■ **What is required**: Transcribe the records below exactly, from their first line through the line containing "for &block in". Omit every line after it.

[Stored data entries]
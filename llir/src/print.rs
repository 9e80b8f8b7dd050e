//! LLVM textual IR (`.ll`) with opaque pointers.

use crate::inst::InstKind;
use crate::module::Function;
use crate::module::Global;
use crate::module::Initializer;
use crate::module::Linkage;
use crate::module::Module;
use crate::types::Type;
use crate::value::Const;
use crate::value::InstId;
use crate::value::Value;
use ahash::HashMap;
use ahash::HashMapExt;
use itertools::Itertools;
use std::fmt;
use std::fmt::Display;
use std::fmt::Formatter;
use std::fmt::Write;

fn is_plain_ident(name: &str) -> bool {
  let mut chars = name.chars();
  match chars.next() {
    Some(c) if c.is_ascii_alphabetic() || matches!(c, '$' | '.' | '_' | '-') => {}
    _ => return false,
  }
  chars.all(|c| c.is_ascii_alphanumeric() || matches!(c, '$' | '.' | '_' | '-'))
}

fn escape_bytes(out: &mut String, bytes: &[u8]) {
  for &b in bytes {
    if (0x20..0x7f).contains(&b) && b != b'"' && b != b'\\' {
      out.push(b as char);
    } else {
      // Writing to a String cannot fail.
      let _ = write!(out, "\\{b:02X}");
    }
  }
}

/// `@name`, quoted when it is not a plain identifier.
fn symbol(name: &str) -> String {
  if is_plain_ident(name) {
    format!("@{name}")
  } else {
    let mut out = String::from("@\"");
    escape_bytes(&mut out, name.as_bytes());
    out.push('"');
    out
  }
}

fn label(name: &str) -> String {
  if is_plain_ident(name) {
    name.to_string()
  } else {
    let mut out = String::from("\"");
    escape_bytes(&mut out, name.as_bytes());
    out.push('"');
    out
  }
}

fn linkage_prefix(linkage: Linkage) -> &'static str {
  match linkage {
    Linkage::External => "",
    Linkage::Internal => "internal ",
    Linkage::Private => "private ",
  }
}

struct FunctionPrinter<'a> {
  module: &'a Module,
  func: &'a Function,
  // Sequential `%tN` names for value-producing instructions, in layout order.
  names: HashMap<InstId, usize>,
}

impl<'a> FunctionPrinter<'a> {
  fn new(module: &'a Module, func: &'a Function) -> Self {
    let mut names = HashMap::new();
    for &block in func.layout() {
      for (id, inst) in func.block_insts(block) {
        if inst.ty != Type::Void {
          let next = names.len();
          names.insert(id, next);
        }
      }
    }
    FunctionPrinter {
      module,
      func,
      names,
    }
  }

  fn value(&self, value: Value) -> String {
    match value {
      Value::Const(Const::Int { value, .. }) => value.to_string(),
      Value::Const(Const::Null) => "null".to_string(),
      Value::Inst(id) => match self.names.get(&id) {
        Some(n) => format!("%t{n}"),
        None => format!("%dead{}", id.0),
      },
      Value::Param(i) => format!("%arg{i}"),
      Value::Global(g) => symbol(&self.module.global(g).name),
      Value::Func(f) => symbol(&self.module.function(f).name),
    }
  }

  fn typed(&self, value: Value) -> String {
    let ty = self.func.value_type(value).unwrap_or(Type::Void);
    format!("{ty} {}", self.value(value))
  }

  fn block_ref(&self, block: crate::value::BlockId) -> String {
    format!("label %{}", label(&self.func.block(block).name))
  }

  fn write(&self, f: &mut Formatter<'_>) -> fmt::Result {
    let func = self.func;
    if func.is_declaration() {
      let mut params = func.ty.params.iter().map(Type::to_string).collect_vec();
      if func.ty.variadic {
        params.push("...".to_string());
      }
      return writeln!(
        f,
        "declare {} {}({})",
        func.ty.ret,
        symbol(&func.name),
        params.join(", ")
      );
    }
    let params = func
      .ty
      .params
      .iter()
      .enumerate()
      .map(|(i, ty)| format!("{ty} %arg{i}"))
      .join(", ");
    writeln!(
      f,
      "define {}{} {}({}) {{",
      linkage_prefix(func.linkage),
      func.ty.ret,
      symbol(&func.name),
      params
    )?;
    for (i, &block) in func.layout().iter().enumerate() {
      if i > 0 {
        writeln!(f)?;
      }
      writeln!(f, "{}:", label(&func.block(block).name))?;
      for (id, inst) in func.block_insts(block) {
        write!(f, "  ")?;
        if inst.ty != Type::Void {
          write!(f, "{} = ", self.value(Value::Inst(id)))?;
        }
        match &inst.kind {
          InstKind::Alloca { ty } => write!(f, "alloca {ty}")?,
          InstKind::Load { ty, ptr } => write!(f, "load {ty}, {}", self.typed(*ptr))?,
          InstKind::Store { value, ptr } => {
            write!(f, "store {}, {}", self.typed(*value), self.typed(*ptr))?
          }
          InstKind::Add { lhs, rhs } => {
            write!(f, "add {}, {}", self.typed(*lhs), self.value(*rhs))?
          }
          InstKind::ICmp { pred, lhs, rhs } => write!(
            f,
            "icmp {} {}, {}",
            pred.as_str(),
            self.typed(*lhs),
            self.value(*rhs)
          )?,
          InstKind::IntToPtr { value } => write!(f, "inttoptr {} to ptr", self.typed(*value))?,
          InstKind::PtrToInt { value, ty } => {
            write!(f, "ptrtoint {} to {ty}", self.typed(*value))?
          }
          InstKind::Call { callee, args } => {
            let callee = self.module.function(*callee);
            // Variadic callees need the full function type spelled out.
            let ty = if callee.ty.variadic {
              callee.ty.to_string()
            } else {
              callee.ty.ret.to_string()
            };
            write!(
              f,
              "call {ty} {}({})",
              symbol(&callee.name),
              args.iter().map(|a| self.typed(*a)).join(", ")
            )?
          }
          InstKind::Ret { value: None } => write!(f, "ret void")?,
          InstKind::Ret { value: Some(v) } => write!(f, "ret {}", self.typed(*v))?,
          InstKind::Br { target } => write!(f, "br {}", self.block_ref(*target))?,
          InstKind::CondBr { cond, then_, else_ } => write!(
            f,
            "br {}, {}, {}",
            self.typed(*cond),
            self.block_ref(*then_),
            self.block_ref(*else_)
          )?,
        };
        writeln!(f)?;
      }
    }
    writeln!(f, "}}")
  }
}

fn write_global(f: &mut Formatter<'_>, module: &Module, global: &Global) -> fmt::Result {
  write!(f, "{} = ", symbol(&global.name))?;
  let Some(init) = &global.init else {
    return writeln!(f, "external global {}", global.ty);
  };
  write!(f, "{}", linkage_prefix(global.linkage))?;
  if global.unnamed_addr {
    write!(f, "unnamed_addr ")?;
  }
  let kind = if global.constant { "constant" } else { "global" };
  match init {
    Initializer::CString(bytes) => {
      let mut text = String::new();
      escape_bytes(&mut text, bytes);
      writeln!(f, "{kind} {} c\"{text}\"", global.ty)
    }
    Initializer::Value(value) => {
      let text = match value {
        Value::Const(Const::Int { value, .. }) => value.to_string(),
        Value::Global(g) => symbol(&module.global(*g).name),
        Value::Func(func) => symbol(&module.function(*func).name),
        _ => "null".to_string(),
      };
      writeln!(f, "{kind} {} {text}", global.ty)
    }
  }
}

impl Display for Module {
  fn fmt(&self, f: &mut Formatter<'_>) -> fmt::Result {
    let mut name = String::new();
    escape_bytes(&mut name, self.name.as_bytes());
    writeln!(f, "; ModuleID = '{name}'")?;
    writeln!(f, "source_filename = \"{name}\"")?;
    let (strings, others): (Vec<_>, Vec<_>) = self
      .globals()
      .map(|(_, g)| g)
      .partition(|g| matches!(g.init, Some(Initializer::CString(_))));
    for group in [strings, others] {
      if group.is_empty() {
        continue;
      }
      writeln!(f)?;
      for global in group {
        write_global(f, self, global)?;
      }
    }
    // Definitions first, then declarations, each in creation order.
    let (defs, decls): (Vec<_>, Vec<_>) = self
      .functions()
      .map(|(_, func)| func)
      .partition(|func| !func.is_declaration());
    for func in defs {
      writeln!(f)?;
      FunctionPrinter::new(self, func).write(f)?;
    }
    if !decls.is_empty() {
      writeln!(f)?;
      for func in decls {
        FunctionPrinter::new(self, func).write(f)?;
      }
    }
    Ok(())
  }
}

■ **Answer to the exercise**:
filename llir/src/print.rs
repository 9e80b8f8b7dd050e
//! LLVM textual IR (`.ll`) with opaque pointers.

use crate::inst::InstKind;
use crate::module::Function;
use crate::module::Global;
use crate::module::Initializer;
use crate::module::Linkage;
use crate::module::Module;
use crate::types::Type;
use crate::value::Const;
use crate::value::InstId;
use crate::value::Value;
use ahash::HashMap;
use ahash::HashMapExt;
use itertools::Itertools;
use std::fmt;
use std::fmt::Display;
use std::fmt::Formatter;
use std::fmt::Write;

fn is_plain_ident(name: &str) -> bool {
  let mut chars = name.chars();
  match chars.next() {
    Some(c) if c.is_ascii_alphabetic() || matches!(c, '$' | '.' | '_' | '-') => {}
    _ => return false,
  }
  chars.all(|c| c.is_ascii_alphanumeric() || matches!(c, '$' | '.' | '_' | '-'))
}

fn escape_bytes(out: &mut String, bytes: &[u8]) {
  for &b in bytes {
    if (0x20..0x7f).contains(&b) && b != b'"' && b != b'\\' {
      out.push(b as char);
    } else {
      // Writing to a String cannot fail.
      let _ = write!(out, "\\{b:02X}");
    }
  }
}

/// `@name`, quoted when it is not a plain identifier.
fn symbol(name: &str) -> String {
  if is_plain_ident(name) {
    format!("@{name}")
  } else {
    let mut out = String::from("@\"");
    escape_bytes(&mut out, name.as_bytes());
    out.push('"');
    out
  }
}

fn label(name: &str) -> String {
  if is_plain_ident(name) {
    name.to_string()
  } else {
    let mut out = String::from("\"");
    escape_bytes(&mut out, name.as_bytes());
    out.push('"');
    out
  }
}

fn linkage_prefix(linkage: Linkage) -> &'static str {
  match linkage {
    Linkage::External => "",
    Linkage::Internal => "internal ",
    Linkage::Private => "private ",
  }
}

struct FunctionPrinter<'a> {
  module: &'a Module,
  func: &'a Function,
  // Sequential `%tN` names for value-producing instructions, in layout order.
  names: HashMap<InstId, usize>,
}

impl<'a> FunctionPrinter<'a> {
  fn new(module: &'a Module, func: &'a Function) -> Self {
    let mut names = HashMap::new();
    for &block in func.layout() {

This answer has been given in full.